[clue-tech] Distro musings

Collins Richey crichey at gmail.com
Sat Jul 29 13:10:37 MDT 2006


I've drifted in and out of quite a few distros over the past 8 years.

Slackware - my first - not enough packages
Caldera - pretty good but SCO screwed the pooch
Man[drake|driva] - never really liked it.
SuSE - nevery really liked it, most especially the all-in-one
configurator that screws with every configuration file in existence
RedHat - you can have any package you want as long as we have deemed
it's good for you (and our profit margin). Oh yeah, you can't really
tell what you're running, because we like to screw a round with
patches. The initial reply toany supportquestion: uhh, we don't
support that.
CentOS - does a better job of marrying the RHEL base to other useful packages.
Novell - see SuSE, and oh yeah KDE is so passe (NOT)
Debian testing - pretty darn good, lots of packages
Ubuntu - pretty darn good, lots of packages
Gentoo- my favorite for years

Most recently (past 1 1/2 years) I've run mostly the Kubuntu
development branch, but that came to an end recently for several
reasons.

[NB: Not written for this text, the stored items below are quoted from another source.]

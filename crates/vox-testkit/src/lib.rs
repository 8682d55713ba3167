//! Shared test utilities for the vox-runtime workspace.
//!
//! This crate provides standardised test fixtures to eliminate duplication
//! across crate test suites. It is a dev-dependency only — never published.
//!
//! # Modules
//!
//! - [`library`] — [`LibraryBuilder`](library::LibraryBuilder) for on-disk
//!   library packages
//! - [`interpreter`] — stub [`Interpreter`](vox_loader::Interpreter)
//!   implementations

pub mod interpreter;
pub mod library;

/// Install a test-friendly tracing subscriber, honoring `RUST_LOG`.
///
/// Safe to call from every test; only the first call installs anything.
pub fn init_tracing() {
    use tracing_subscriber::EnvFilter;

    let _ = tracing_subscriber::fmt()
        .with_env_filter(EnvFilter::from_default_env())
        .with_test_writer()
        .try_init();
}
use anyhow::Result;
use clap::{Parser, Subcommand};
use tracing_subscriber::EnvFilter;

use coinalyze_ops::{ExportArgs, LiveArgs, MarketsArgs, export, live, markets};

#[derive(Parser, Debug)]
#[command(version, about = "Coinalyze market-data collector and exporters")]
struct Args {
    #[command(subcommand)]
    command: Command,
}

#[derive(Subcommand, Debug)]
enum Command {
    /// Live polling loop: snapshot + JSONL stream per cycle, with retention
    Live(LiveArgs),
    /// Batch OHLCV history export (single day, range, or whole month)
    Export(ExportArgs),
    /// Inspect tradable markets / exchanges
    Markets(MarketsArgs),
}

#[tokio::main]
async fn main() -> Result<()> {
    dotenvy::dotenv().ok();

    tracing_subscriber::fmt()
        .with_env_filter(EnvFilter::from_default_env())
        .with_target(false)
        .init();

    let args = Args::parse();
    match args.command {
        Command::Live(live_args) => live::execute(&live_args).await,
        Command::Export(export_args) => export::execute(&export_args).await,
        Command::Markets(markets_args) => markets::execute(&markets_args).await,
    }
}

I got a new machine that isn't well supported by the 6.06 LTS
version I'm running (more below). I tried to upgrade to Efty, but
their amateur attempts in the xorg modular arena screwed my system
thoroughly. If you have not=quite-current hardware and stick with what
6.06 LTS provides, it's still a great system, as is Debian Etch.

Right now, after a diversion, I'm back where I was 2 years ago Gentoo
land. I don't have a complete set of packages built yet, but the
system performs the way I expect a system to perform.

I've grown rather jaded with respect  to the Enterprise systems, at
least for Desktop users. They provide a good solid product, but
they're all built around the concept of providing a base that is only
upgraded if something is badly broken (doesn't work for me does not
constitute badly broken!) or a vulnerability crops up. That's great
for the corporate server environment and for the mythical corporate
desktop environment (there are damn few of these at present), but you
are SOL if you want something newer. Sometimes you're SOL even if you
want what is broken to be fixed.

What I am always looking for is a middle ground between the bleeding
edge new development and the oldy-moldy enterprise distributions. I
don't appreciate screwing around with glibc and the compiler or X on a
daily basis, butI like the ability to try out newer versions of
peripheral packages (Apache, MySQL, PostgrSQL, PHP, Ruby, etc.) on a
STABLE BASE and preferably alongside the tried-and-true versions.

In essence, that means Debian (possibly Ubuntu) or Gentoo. I'll still
hang onto my CentOS and Ubuntu (maybe that will be usable again in a
month or so) setups, but most of my effort will go into completing my
Gentoo system.

There is another advantage in working with Debian or Gentoo. Ubuntu
has done a fantastic job popularizing Debian, and their forums and
lists are populated by a lot of clueless newbies. No putdown intended;
clueless newbies are the hackers of the future if well treated in the
present. The Gentoo forums (and I'm sure the same appliesto Debian,
but I have less experience there) and lists are visited mainly by
users with a more technical background, and thus frequently the
waiting time is less to get answers.

And then there's the matter of kernels. Debian, Ubuntu, and the
Enterprise solutions all believe in the pre-packaged kernel with an
initrd and every module known to kerneldom. and pretty far removed
from the current stable kernel Gentoo also offers this "perverted"
practice with the genkernel tool. My simple kernel with only those
functions I require will complete booting in about the same time it
takes one of these monstrosities to uncompress. Also, waiting for a
problem to be fixed in the pre-packaged versions is like watching
paint dry, whereas I can easily compile a new kernel from kernel.org
to see if it fixes a problem. Granted there are procedures for
rebuilding the kernel package in Debian/Ubuntu, but you still get one
of the all-in-one packages.

Fortunately, Gentoo is very much window manager neutral. Most of the
other suspects are in the category: Gnome is blessed by $DEITY, if you
want something different, knock yourself out.

End of musings.

-- 
Collins Richey
     If you fill your heart with regrets of yesterday and the worries
     of tomorrow, you have no today to be thankful for.